Daddy use to bank at Florida First National Bank in Ocala. It was on the square with a drive up exterior teller on the street (It was a metal box with mirrors in it so you could see the lady in the bank.) There was always a guard there and he loved to talk. When Daddy would pull up the guard would always come up, prop his right foot on the step on the pick-up truck , rest his right arm on the truck bed and talk and talk till Daddy was blue in the face. You could not drive off with the guard on the truck. The guard did that one day when Daddy had a rattlesnake in a hamper right under the guard right arm. Daddy said “don't think you should do that there is a rattlesnake in the back of the truck”. The guard laughed and did not stop talking. When Daddy reached back between the guard and the cab of the truck and hit the hamper. When the snake started rattling the guard started moving. The guard never rested his foot on Daddy's truck again. When the guard saw Daddy or Mother coming up he would start backing up. He would talk leaning up on the bank, across the side walk, when Daddy got his deposit slip he would wave and off he would go.

One day in the 40's Daddy and Uncle Hubert were looking for hogs across the road from the house when they found two snakes, Uncle Hubert was telling Daddy about a snake that he was about to step on and there was another one under the log that Uncle Hubert was standing on. With Uncle Hubert watching the snakes Daddy went back to the house to get two bean hampers to put them in. Another $10.00 Daddy said that Mother bought a lot of diapers and socks with the rattlesnake money.

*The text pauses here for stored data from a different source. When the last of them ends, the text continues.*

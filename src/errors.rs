use std::io;
use thiserror::Error;

#[derive(Debug, Error)]
pub enum ScanError {
    #[error("io error: {0}")]
    Io(#[from] io::Error),

    #[error("parse error: {0}")]
    Parse(String),

    #[error("analysis error: {0}")]
    Analysis(String),

    #[error("configuration error: {0}")]
    Config(String),
}

impl ScanError {
    pub fn parse_error(msg: impl Into<String>) -> Self {
        ScanError::Parse(msg.into())
    }

    pub fn analysis(msg: impl Into<String>) -> Self {
        ScanError::Analysis(msg.into())
    }

    pub fn config(msg: impl Into<String>) -> Self {
        ScanError::Config(msg.into())
    }
}

pub type Result<T> = std::result::Result<T, ScanError>;
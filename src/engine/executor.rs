use std::path::Path;

use dashmap::DashSet;
use rayon::prelude::*;

use crate::analyzer::ProjectAnalyzer;
use crate::domain::Value;
use crate::errors::Result;
use crate::extractors::BugKind;
use crate::oracle::{IntraDataFlowAnalyzer, PathValidator};

use super::state::DFBScanState;
use super::worklist::{DfbscanEngine, EngineConfig};

/// Default size of the bounded worker pool dispatching one task per source seed.
pub const DEFAULT_MAX_WORKERS: usize = 30;

/// Runs the full scan over `sources`: builds one [`DfbscanEngine`] shared read-only
/// across a bounded rayon pool, and dispatches one task per seed. A single seed's
/// failure is logged and swallowed; it never aborts the batch.
#[allow(clippy::too_many_arguments)]
pub fn run_scan(
    analyzer: &ProjectAnalyzer,
    bug_kind: BugKind,
    sources: Vec<Value>,
    sinks: &[Value],
    intra: &dyn IntraDataFlowAnalyzer,
    validator: &dyn PathValidator,
    out_dir: &Path,
    config: EngineConfig,
    max_workers: usize,
) -> Result<DFBScanState> {
    let state = DFBScanState::new();
    let engine = DfbscanEngine::new(analyzer, bug_kind, sinks, intra, validator, &state, config);

    let pool = rayon::ThreadPoolBuilder::new()
        .num_threads(max_workers.max(1))
        .build()
        .map_err(|e| crate::errors::ScanError::analysis(e.to_string()))?;

    // Extraction can hand back the same seed more than once (e.g. a source value
    // that's both a default parameter and a later reassignment target). `seen` lets
    // workers on the shared pool claim a seed without a global lock.
    let seen: DashSet<String> = DashSet::new();

    pool.install(|| {
        sources.into_par_iter().for_each(|seed| {
            let seed_display = seed.to_string();
            if !seen.insert(seed_display.clone()) {
                return;
            }
            if let Err(err) = engine.process_seed(seed, out_dir) {
                tracing::warn!(seed = %seed_display, error = %err, "seed analysis failed, skipping");
            }
        });
    });

    Ok(state)
}

#[cfg(test)]
mod tests {
    use super::*;
    use crate::domain::Language;
    use crate::oracle::stub::{DeterministicIntraDataFlowAnalyzer, DeterministicPathValidator};
    use tempfile::tempdir;

    #[test]
    fn run_scan_processes_every_seed_without_aborting() {
        let files = vec![(
            "a.c".to_string(),
            "void f() {\n  int *p = NULL;\n  *p = 1;\n}\nvoid g() {\n  int *q = NULL;\n  *q = 2;\n}\n".to_string(),
        )];
        let (analyzer, parsed) = ProjectAnalyzer::build_with_trees(&files, Language::Cpp).unwrap();
        let extractor = crate::extractors::extractor_for(Language::Cpp, BugKind::Npd).unwrap();
        let (sources, sinks) = crate::extractors::extract_all(&analyzer, &parsed, extractor.as_ref());
        assert_eq!(sources.len(), 2);

        let intra = DeterministicIntraDataFlowAnalyzer;
        let validator = DeterministicPathValidator;
        let dir = tempdir().unwrap();

        let state = run_scan(
            &analyzer,
            BugKind::Npd,
            sources,
            &sinks,
            &intra,
            &validator,
            dir.path(),
            EngineConfig::default(),
            2,
        )
        .unwrap();

        assert!(state.bug_report_count() >= 2);
    }

    struct CountingIntraDataFlowAnalyzer {
        calls: std::sync::atomic::AtomicUsize,
    }

    impl IntraDataFlowAnalyzer for CountingIntraDataFlowAnalyzer {
        fn analyze(&self, _input: &crate::oracle::IntraDataFlowAnalyzerInput) -> Option<crate::oracle::IntraDataFlowAnalyzerOutput> {
            self.calls.fetch_add(1, std::sync::atomic::Ordering::SeqCst);
            Some(crate::oracle::IntraDataFlowAnalyzerOutput { reachable_values: vec![] })
        }
    }

    #[test]
    fn duplicate_seeds_are_processed_once() {
        let files = vec![("a.c".to_string(), "void f() {\n  int *p = NULL;\n  *p = 1;\n}\n".to_string())];
        let (analyzer, parsed) = ProjectAnalyzer::build_with_trees(&files, Language::Cpp).unwrap();
        let extractor = crate::extractors::extractor_for(Language::Cpp, BugKind::Npd).unwrap();
        let (sources, sinks) = crate::extractors::extract_all(&analyzer, &parsed, extractor.as_ref());
        assert_eq!(sources.len(), 1);
        let duplicated = vec![sources[0].clone(), sources[0].clone(), sources[0].clone()];

        let intra = CountingIntraDataFlowAnalyzer { calls: std::sync::atomic::AtomicUsize::new(0) };
        let validator = DeterministicPathValidator;
        let dir = tempdir().unwrap();

        run_scan(&analyzer, BugKind::Npd, duplicated, &sinks, &intra, &validator, dir.path(), EngineConfig::default(), 4).unwrap();

        assert_eq!(intra.calls.load(std::sync::atomic::Ordering::SeqCst), 1, "identical seeds should only be analyzed once");
    }
}
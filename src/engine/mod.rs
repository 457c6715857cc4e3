pub mod executor;
pub mod state;
pub mod worklist;

pub use executor::run_scan;
pub use state::DFBScanState;
pub use worklist::{DfbscanEngine, EngineConfig};
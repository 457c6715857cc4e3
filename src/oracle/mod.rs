pub mod retry;
pub mod stub;

use serde::{Deserialize, Serialize};
use std::hash::{Hash, Hasher};

use crate::domain::Value;

/// One call statement inside the function under analysis, function-relative line.
#[derive(Debug, Clone, PartialEq, Eq, Serialize, Deserialize)]
pub struct CallStatement {
    pub text: String,
    pub line: usize,
}

/// Input to the per-function intra-procedural summary oracle. All lines are
/// function-relative (1 = the function's own first line), matching what the
/// propagation engine normalizes before invoking it.
#[derive(Debug, Clone, Serialize, Deserialize)]
pub struct IntraDataFlowAnalyzerInput {
    pub function_name: String,
    pub function_code: String,
    pub start_value: Value,
    pub sink_values: Vec<Value>,
    pub call_statements: Vec<CallStatement>,
    pub return_values: Vec<Value>,
}

impl PartialEq for IntraDataFlowAnalyzerInput {
    fn eq(&self, other: &Self) -> bool {
        self.function_name == other.function_name
            && self.start_value == other.start_value
            && self.sink_values == other.sink_values
    }
}
impl Eq for IntraDataFlowAnalyzerInput {}

impl Hash for IntraDataFlowAnalyzerInput {
    fn hash<H: Hasher>(&self, state: &mut H) {
        self.function_name.hash(state);
        self.start_value.hash(state);
        self.sink_values.hash(state);
    }
}

/// Output of the intra-procedural oracle: one frontier (set of reached [`Value`]s) per
/// distinct path the oracle believes it found. An empty outer list means "no further
/// propagation discovered".
#[derive(Debug, Clone, Default, Serialize, Deserialize)]
pub struct IntraDataFlowAnalyzerOutput {
    pub reachable_values: Vec<Vec<Value>>,
}

/// A candidate end-to-end propagation chain, plus the bug kind it is being checked
/// against, submitted for feasibility validation.
#[derive(Debug, Clone, PartialEq, Eq, Hash, Serialize, Deserialize)]
pub struct PathValidatorInput {
    pub bug_kind: String,
    pub path: Vec<Value>,
}

#[derive(Debug, Clone, Serialize, Deserialize)]
pub struct PathValidatorOutput {
    pub is_reachable: bool,
    pub explanation: String,
}

/// Per-function intra-procedural data-flow summary oracle. Implementations are free to
/// call out to an LLM, a cache, or (for tests) a fixed table; the propagation engine
/// only depends on this contract.
pub trait IntraDataFlowAnalyzer: Send + Sync {
    fn analyze(&self, input: &IntraDataFlowAnalyzerInput) -> Option<IntraDataFlowAnalyzerOutput>;
}

/// End-to-end path feasibility oracle, invoked once per candidate buggy path before it
/// is promoted to a bug report.
pub trait PathValidator: Send + Sync {
    fn validate(&self, input: &PathValidatorInput) -> Option<PathValidatorOutput>;
}
use serde::{Deserialize, Serialize};
use std::fmt;

/// Stable identity assigned to a [`Function`] at extraction time.
pub type FunctionId = u32;

#[derive(Debug, Clone, Copy, PartialEq, Eq, Hash, Serialize, Deserialize, clap::ValueEnum)]
pub enum Language {
    C,
    Cpp,
    Java,
    Python,
    Go,
}

impl fmt::Display for Language {
    fn fmt(&self, f: &mut fmt::Formatter<'_>) -> fmt::Result {
        let s = match self {
            Language::C => "c",
            Language::Cpp => "cpp",
            Language::Java => "java",
            Language::Python => "python",
            Language::Go => "go",
        };
        f.write_str(s)
    }
}

/// A function extracted from a source file. Identity is the (file, name, range) triple
/// it was interned on; `id` is a stable handle used everywhere else.
#[derive(Debug, Clone)]
pub struct Function {
    pub id: FunctionId,
    pub name: String,
    pub file: String,
    /// 1-based, inclusive.
    pub start_line: usize,
    /// 1-based, inclusive.
    pub end_line: usize,
    pub start_byte: usize,
    pub end_byte: usize,
    pub code: String,
}

impl Function {
    pub fn new(
        id: FunctionId,
        name: impl Into<String>,
        file: impl Into<String>,
        start_line: usize,
        end_line: usize,
        start_byte: usize,
        end_byte: usize,
        code: impl Into<String>,
    ) -> Self {
        debug_assert!(start_line <= end_line, "function range must be non-empty");
        Function {
            id,
            name: name.into(),
            file: file.into(),
            start_line,
            end_line,
            start_byte,
            end_byte,
            code: code.into(),
        }
    }

    /// Converts an absolute (1-based, file-wide) line number to a line number relative to
    /// this function's first line. Used when building oracle inputs, which are always
    /// function-relative.
    pub fn file_line_to_function_line(&self, file_line: usize) -> usize {
        file_line.saturating_sub(self.start_line) + 1
    }

    pub fn function_line_to_file_line(&self, function_line: usize) -> usize {
        self.start_line + function_line.saturating_sub(1)
    }

    pub fn contains_line(&self, file_line: usize) -> bool {
        file_line >= self.start_line && file_line <= self.end_line
    }
}

impl PartialEq for Function {
    fn eq(&self, other: &Self) -> bool {
        self.name == other.name
            && self.file == other.file
            && self.start_line == other.start_line
            && self.end_line == other.end_line
    }
}
impl Eq for Function {}

impl std::hash::Hash for Function {
    fn hash<H: std::hash::Hasher>(&self, state: &mut H) {
        self.name.hash(state);
        self.file.hash(state);
        self.start_line.hash(state);
        self.end_line.hash(state);
    }
}

#[derive(Debug, Clone, Copy, PartialEq, Eq, Hash, Serialize, Deserialize)]
pub enum ValueLabel {
    Src,
    Sink,
    Para,
    Ret,
    Arg,
    Out,
    BufAccessExpr,
    NonBufAccessExpr,
    Local,
    Global,
}

/// A location-tagged program datum. Equality/hashing is over the full tuple, matching the
/// string-serialization equality the propagation engine relies on to dedupe frontiers.
#[derive(Debug, Clone, PartialEq, Eq, Hash, Serialize, Deserialize)]
pub struct Value {
    pub name: String,
    pub line_number: usize,
    pub label: ValueLabel,
    pub file: String,
    /// Positional slot for PARA/ARG/RET; -1 otherwise.
    pub index: i32,
}

impl Value {
    pub fn new(
        name: impl Into<String>,
        line_number: usize,
        label: ValueLabel,
        file: impl Into<String>,
    ) -> Self {
        Value {
            name: name.into(),
            line_number,
            label,
            file: file.into(),
            index: -1,
        }
    }

    pub fn with_index(mut self, index: i32) -> Self {
        self.index = index;
        self
    }
}

impl fmt::Display for Value {
    fn fmt(&self, f: &mut fmt::Formatter<'_>) -> fmt::Result {
        write!(
            f,
            "{}@{}:{} ({:?}, idx={})",
            self.name, self.file, self.line_number, self.label, self.index
        )
    }
}

/// An external (non-user-defined) callee, interned by (name, arity).
#[derive(Debug, Clone)]
pub struct Api {
    pub name: String,
    pub para_num: usize,
}

impl Api {
    pub fn new(name: impl Into<String>, para_num: usize) -> Self {
        Api {
            name: name.into(),
            para_num,
        }
    }
}

impl PartialEq for Api {
    fn eq(&self, other: &Self) -> bool {
        self.name == other.name && self.para_num == other.para_num
    }
}
impl Eq for Api {}

impl std::hash::Hash for Api {
    fn hash<H: std::hash::Hasher>(&self, state: &mut H) {
        self.name.hash(state);
        self.para_num.hash(state);
    }
}

#[cfg(test)]
mod tests {
    use super::*;

    #[test]
    fn function_line_round_trip() {
        let f = Function::new(0, "foo", "a.c", 10, 20, 0, 10, "...");
        assert_eq!(f.file_line_to_function_line(10), 1);
        assert_eq!(f.function_line_to_file_line(1), 10);
        assert_eq!(f.file_line_to_function_line(15), 6);
        assert!(f.contains_line(10));
        assert!(f.contains_line(20));
        assert!(!f.contains_line(21));
    }

    #[test]
    fn api_equality_ignores_name_case_nothing_just_exact() {
        let a = Api::new("free", 1);
        let b = Api::new("free", 1);
        let c = Api::new("free", 2);
        assert_eq!(a, b);
        assert_ne!(a, c);
    }

    #[test]
    fn value_display_includes_label_and_index() {
        let v = Value::new("x", 5, ValueLabel::Arg, "a.c").with_index(2);
        let s = format!("{v}");
        assert!(s.contains("Arg"));
        assert!(s.contains("idx=2"));
    }
}
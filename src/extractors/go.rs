use tree_sitter::Node;

use crate::analyzer::util::{for_each_node_of_kinds_in_range, node_text, start_line_1based};
use crate::domain::{Function, Value, ValueLabel};
use crate::extractors::{BugExtractor, BugKind};

pub struct GoNpdExtractor;

impl BugExtractor for GoNpdExtractor {
    fn bug_kind(&self) -> BugKind {
        BugKind::Npd
    }

    fn extract_sources(&self, tree: &tree_sitter::Tree, source: &str, func: &Function) -> Vec<Value> {
        let mut out = Vec::new();
        for_each_node_of_kinds_in_range(
            tree.root_node(),
            &["var_declaration", "nil"],
            func.start_byte,
            func.end_byte,
            &mut |node: Node| {
                if node.kind() == "nil" {
                    out.push(Value::new("nil", start_line_1based(node), ValueLabel::Src, func.file.clone()));
                    return;
                }
                // var_declaration without an explicit initializer leaves pointer/interface
                // vars holding the zero value, which for those kinds is nil.
                let mut cursor = node.walk();
                for spec in node.named_children(&mut cursor) {
                    if spec.kind() != "var_spec" {
                        continue;
                    }
                    if spec.child_by_field_name("value").is_some() {
                        continue;
                    }
                    let mut spec_cursor = spec.walk();
                    for child in spec.named_children(&mut spec_cursor) {
                        if child.kind() == "identifier" {
                            out.push(Value::new(
                                node_text(child, source).to_string(),
                                start_line_1based(spec),
                                ValueLabel::Src,
                                func.file.clone(),
                            ));
                        }
                    }
                }
            },
        );
        out
    }

    fn extract_sinks(&self, tree: &tree_sitter::Tree, source: &str, func: &Function) -> Vec<Value> {
        let mut out = Vec::new();
        for_each_node_of_kinds_in_range(
            tree.root_node(),
            &["selector_expression", "index_expression", "slice_expression", "unary_expression"],
            func.start_byte,
            func.end_byte,
            &mut |node: Node| {
                if node.kind() == "unary_expression" {
                    let mut cursor = node.walk();
                    let mut children = node.children(&mut cursor);
                    let Some(op) = children.next() else { return };
                    if node_text(op, source) != "*" {
                        return;
                    }
                    if let Some(operand) = children.next() {
                        out.push(Value::new(
                            node_text(operand, source).to_string(),
                            start_line_1based(node),
                            ValueLabel::Sink,
                            func.file.clone(),
                        ));
                    }
                    return;
                }
                let mut cursor = node.walk();
                if let Some(base) = node.named_children(&mut cursor).next() {
                    out.push(Value::new(
                        node_text(base, source).to_string(),
                        start_line_1based(node),
                        ValueLabel::Sink,
                        func.file.clone(),
                    ));
                }
            },
        );
        out
    }
}

#[cfg(test)]
mod tests {
    use super::*;
    use tree_sitter::Parser;

    fn parse(src: &str) -> tree_sitter::Tree {
        let mut parser = Parser::new();
        parser.set_language(tree_sitter_go::language()).unwrap();
        parser.parse(src, None).unwrap()
    }

    fn whole_file_function(src: &str) -> Function {
        Function::new(0, "f", "a.go", 1, src.lines().count(), 0, src.len(), src.to_string())
    }

    #[test]
    fn finds_uninitialized_var_and_selector_sink() {
        let src = "package main\nfunc f() {\n  var p *int\n  _ = p.String\n}\n";
        let tree = parse(src);
        let func = whole_file_function(src);
        let extractor = GoNpdExtractor;
        let sources = extractor.extract_sources(&tree, src, &func);
        let sinks = extractor.extract_sinks(&tree, src, &func);
        assert_eq!(sources.len(), 1);
        assert_eq!(sources[0].name, "p");
        assert!(sinks.iter().any(|v| v.name == "p"));
    }
}
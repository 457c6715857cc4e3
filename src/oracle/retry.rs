use std::num::NonZeroUsize;
use std::sync::mpsc;
use std::sync::{Arc, Mutex};
use std::time::Duration;

use lru::LruCache;

use super::{
    IntraDataFlowAnalyzer, IntraDataFlowAnalyzerInput, IntraDataFlowAnalyzerOutput, PathValidator,
    PathValidatorInput, PathValidatorOutput,
};

const DEFAULT_CACHE_CAPACITY: usize = 4096;

/// Per-attempt wall-clock budget. An oracle call that hangs past this is abandoned
/// (not killed) and counted as a failed attempt, same as a `None` answer.
pub const DEFAULT_ATTEMPT_TIMEOUT: Duration = Duration::from_secs(50);

/// Runs `f` on a detached worker thread and waits at most `timeout` for it to finish.
/// A late-finishing worker just finds its result channel closed and exits quietly;
/// it isn't killed, since there's no safe way to preempt arbitrary oracle code.
fn call_with_timeout<R, F>(f: F, timeout: Duration) -> Option<R>
where
    F: FnOnce() -> Option<R> + Send + 'static,
    R: Send + 'static,
{
    let (tx, rx) = mpsc::channel();
    std::thread::spawn(move || {
        let _ = tx.send(f());
    });
    rx.recv_timeout(timeout).unwrap_or(None)
}

/// Wraps an oracle with a memoizing cache and a bounded retry loop, matching the
/// underlying invoke-then-cache contract: on a cache miss, the wrapped oracle is
/// invoked up to `max_query_num` times until it returns `Some`; a `None` after
/// exhausting the budget is not cached, so a later call can retry from scratch. Each
/// attempt is also bounded by a wall-clock timeout, so a stalled call doesn't starve
/// the retry budget.
pub struct RetryingIntraDataFlowAnalyzer<T: IntraDataFlowAnalyzer> {
    inner: Arc<T>,
    cache: Mutex<LruCache<IntraDataFlowAnalyzerInput, IntraDataFlowAnalyzerOutput>>,
    max_query_num: usize,
    attempt_timeout: Duration,
}

impl<T: IntraDataFlowAnalyzer + 'static> RetryingIntraDataFlowAnalyzer<T> {
    pub fn new(inner: T, max_query_num: usize) -> Self {
        Self::with_timeout(inner, max_query_num, DEFAULT_ATTEMPT_TIMEOUT)
    }

    pub fn with_timeout(inner: T, max_query_num: usize, attempt_timeout: Duration) -> Self {
        RetryingIntraDataFlowAnalyzer {
            inner: Arc::new(inner),
            cache: Mutex::new(LruCache::new(NonZeroUsize::new(DEFAULT_CACHE_CAPACITY).unwrap())),
            max_query_num: max_query_num.max(1),
            attempt_timeout,
        }
    }
}

impl<T: IntraDataFlowAnalyzer + 'static> IntraDataFlowAnalyzer for RetryingIntraDataFlowAnalyzer<T> {
    fn analyze(&self, input: &IntraDataFlowAnalyzerInput) -> Option<IntraDataFlowAnalyzerOutput> {
        if let Some(hit) = self.cache.lock().unwrap().get(input) {
            return Some(hit.clone());
        }
        for attempt in 0..self.max_query_num {
            let inner = self.inner.clone();
            let owned_input = input.clone();
            let output = call_with_timeout(move || inner.analyze(&owned_input), self.attempt_timeout);
            if let Some(output) = output {
                self.cache.lock().unwrap().put(input.clone(), output.clone());
                return Some(output);
            }
            tracing::debug!(attempt, function = %input.function_name, "intra data-flow oracle returned no answer or timed out, retrying");
        }
        None
    }
}

pub struct RetryingPathValidator<T: PathValidator> {
    inner: Arc<T>,
    cache: Mutex<LruCache<PathValidatorInput, PathValidatorOutput>>,
    max_query_num: usize,
    attempt_timeout: Duration,
}

impl<T: PathValidator + 'static> RetryingPathValidator<T> {
    pub fn new(inner: T, max_query_num: usize) -> Self {
        Self::with_timeout(inner, max_query_num, DEFAULT_ATTEMPT_TIMEOUT)
    }

    pub fn with_timeout(inner: T, max_query_num: usize, attempt_timeout: Duration) -> Self {
        RetryingPathValidator {
            inner: Arc::new(inner),
            cache: Mutex::new(LruCache::new(NonZeroUsize::new(DEFAULT_CACHE_CAPACITY).unwrap())),
            max_query_num: max_query_num.max(1),
            attempt_timeout,
        }
    }
}

impl<T: PathValidator + 'static> PathValidator for RetryingPathValidator<T> {
    fn validate(&self, input: &PathValidatorInput) -> Option<PathValidatorOutput> {
        if let Some(hit) = self.cache.lock().unwrap().get(input) {
            return Some(hit.clone());
        }
        for attempt in 0..self.max_query_num {
            let inner = self.inner.clone();
            let owned_input = input.clone();
            let output = call_with_timeout(move || inner.validate(&owned_input), self.attempt_timeout);
            if let Some(output) = output {
                self.cache.lock().unwrap().put(input.clone(), output.clone());
                return Some(output);
            }
            tracing::debug!(attempt, bug_kind = %input.bug_kind, "path validator returned no answer or timed out, retrying");
        }
        None
    }
}
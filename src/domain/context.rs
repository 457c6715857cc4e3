use serde::{Deserialize, Serialize};

use super::models::FunctionId;

#[derive(Debug, Clone, Copy, PartialEq, Eq, Hash, Serialize, Deserialize)]
pub enum Parenthesis {
    Left,
    Right,
}

/// One unit of calling-context history: which call site, in which function, was crossed
/// and in which direction.
#[derive(Debug, Clone, PartialEq, Eq, Hash, Serialize, Deserialize)]
pub struct ContextLabel {
    pub file: String,
    pub line: usize,
    pub function_id: FunctionId,
    pub parenthesis: Parenthesis,
}

impl ContextLabel {
    pub fn new(file: impl Into<String>, line: usize, function_id: FunctionId, parenthesis: Parenthesis) -> Self {
        ContextLabel {
            file: file.into(),
            line,
            function_id,
            parenthesis,
        }
    }

    /// Two labels "match" as a call/return pair when they denote the same call site
    /// (same file, line and function) regardless of direction.
    fn same_site(&self, other: &ContextLabel) -> bool {
        self.file == other.file && self.line == other.line && self.function_id == other.function_id
    }
}

/// A context-free-language balanced-parenthesis calling context, tracked two ways:
/// `context` is the full ordered history (used for diagnostics / reporting), while
/// `simplified_context` is the reduced stack actually used to gate CFL-reachability.
#[derive(Debug, Clone, Default, PartialEq, Eq, Hash)]
pub struct CallContext {
    pub context: Vec<ContextLabel>,
    pub simplified_context: Vec<ContextLabel>,
    pub backward: bool,
}

impl CallContext {
    pub fn new(backward: bool) -> Self {
        CallContext {
            context: Vec::new(),
            simplified_context: Vec::new(),
            backward,
        }
    }

    pub fn depth(&self) -> usize {
        self.simplified_context.len()
    }

    /// The opening parenthesis in this context's direction. Forward contexts open on
    /// Left (entering a callee); backward contexts open on Right (entering a caller).
    fn opening(&self) -> Parenthesis {
        if self.backward {
            Parenthesis::Right
        } else {
            Parenthesis::Left
        }
    }

    /// Attempts to extend this context with `label`. Returns the extended context on
    /// success, or `None` if the extension is not CFL-reachable (a close that doesn't
    /// match the top of the stack).
    pub fn add_and_check_context(&self, label: ContextLabel) -> Option<CallContext> {
        let mut next = self.clone();
        next.context.push(label.clone());

        if label.parenthesis == self.opening() {
            next.simplified_context.push(label);
            Some(next)
        } else {
            match next.simplified_context.last() {
                Some(top) if top.same_site(&label) => {
                    next.simplified_context.pop();
                    Some(next)
                }
                None => {
                    // Closing with nothing open is only reachable at depth 0 if we
                    // allow unmatched returns through (not CFL-sound); reject instead.
                    None
                }
                Some(_) => None,
            }
        }
    }

    pub fn top_unmatched(&self) -> Option<&ContextLabel> {
        self.simplified_context.last()
    }
}

#[cfg(test)]
mod tests {
    use super::*;

    fn label(line: usize, par: Parenthesis) -> ContextLabel {
        ContextLabel::new("a.c", line, 1, par)
    }

    #[test]
    fn matching_call_then_return_empties_the_stack() {
        let ctx = CallContext::new(false);
        let ctx = ctx.add_and_check_context(label(10, Parenthesis::Left)).unwrap();
        assert_eq!(ctx.depth(), 1);
        let ctx = ctx.add_and_check_context(label(10, Parenthesis::Right)).unwrap();
        assert_eq!(ctx.depth(), 0);
    }

    #[test]
    fn mismatched_return_is_rejected() {
        let ctx = CallContext::new(false);
        let ctx = ctx.add_and_check_context(label(10, Parenthesis::Left)).unwrap();
        let rejected = ctx.add_and_check_context(label(99, Parenthesis::Right));
        assert!(rejected.is_none());
    }

    #[test]
    fn unmatched_return_at_depth_zero_is_rejected() {
        let ctx = CallContext::new(false);
        assert!(ctx.add_and_check_context(label(10, Parenthesis::Right)).is_none());
    }

    #[test]
    fn backward_context_opens_on_right() {
        let ctx = CallContext::new(true);
        let ctx = ctx.add_and_check_context(label(5, Parenthesis::Right)).unwrap();
        assert_eq!(ctx.depth(), 1);
        let ctx = ctx.add_and_check_context(label(5, Parenthesis::Left)).unwrap();
        assert_eq!(ctx.depth(), 0);
    }

    #[test]
    fn nested_calls_stack_and_unwind_in_order() {
        let ctx = CallContext::new(false);
        let ctx = ctx
            .add_and_check_context(ContextLabel::new("a.c", 1, 1, Parenthesis::Left))
            .unwrap();
        let ctx = ctx
            .add_and_check_context(ContextLabel::new("a.c", 2, 2, Parenthesis::Left))
            .unwrap();
        assert_eq!(ctx.depth(), 2);
        // must close innermost first
        let rejected = ctx.clone().add_and_check_context(ContextLabel::new("a.c", 1, 1, Parenthesis::Right));
        assert!(rejected.is_none());
        let ctx = ctx
            .add_and_check_context(ContextLabel::new("a.c", 2, 2, Parenthesis::Right))
            .unwrap();
        assert_eq!(ctx.depth(), 1);
    }
}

I was working at a new neighbor's (Doc) farm when I found a very big snake but when I went to the truck to get some thing to put it in the Doc drove up in his truck. He ask what I was looking for, when I told him a sack or some thing to put a rattlesnake in, Doc jumped back in his truck. After telling him about Ross Allens and selling the snakes he reached for the gun rack grabbed a shot gun and emptied in on the poor snake, then he reached in his wallet and gave me $20 and drove off.

The last snake was caught by Stanley and me. We were spreading fertilizer for “Uncle Billy” and found a 5' one Stanley and several of his friends took it to Ross Allens.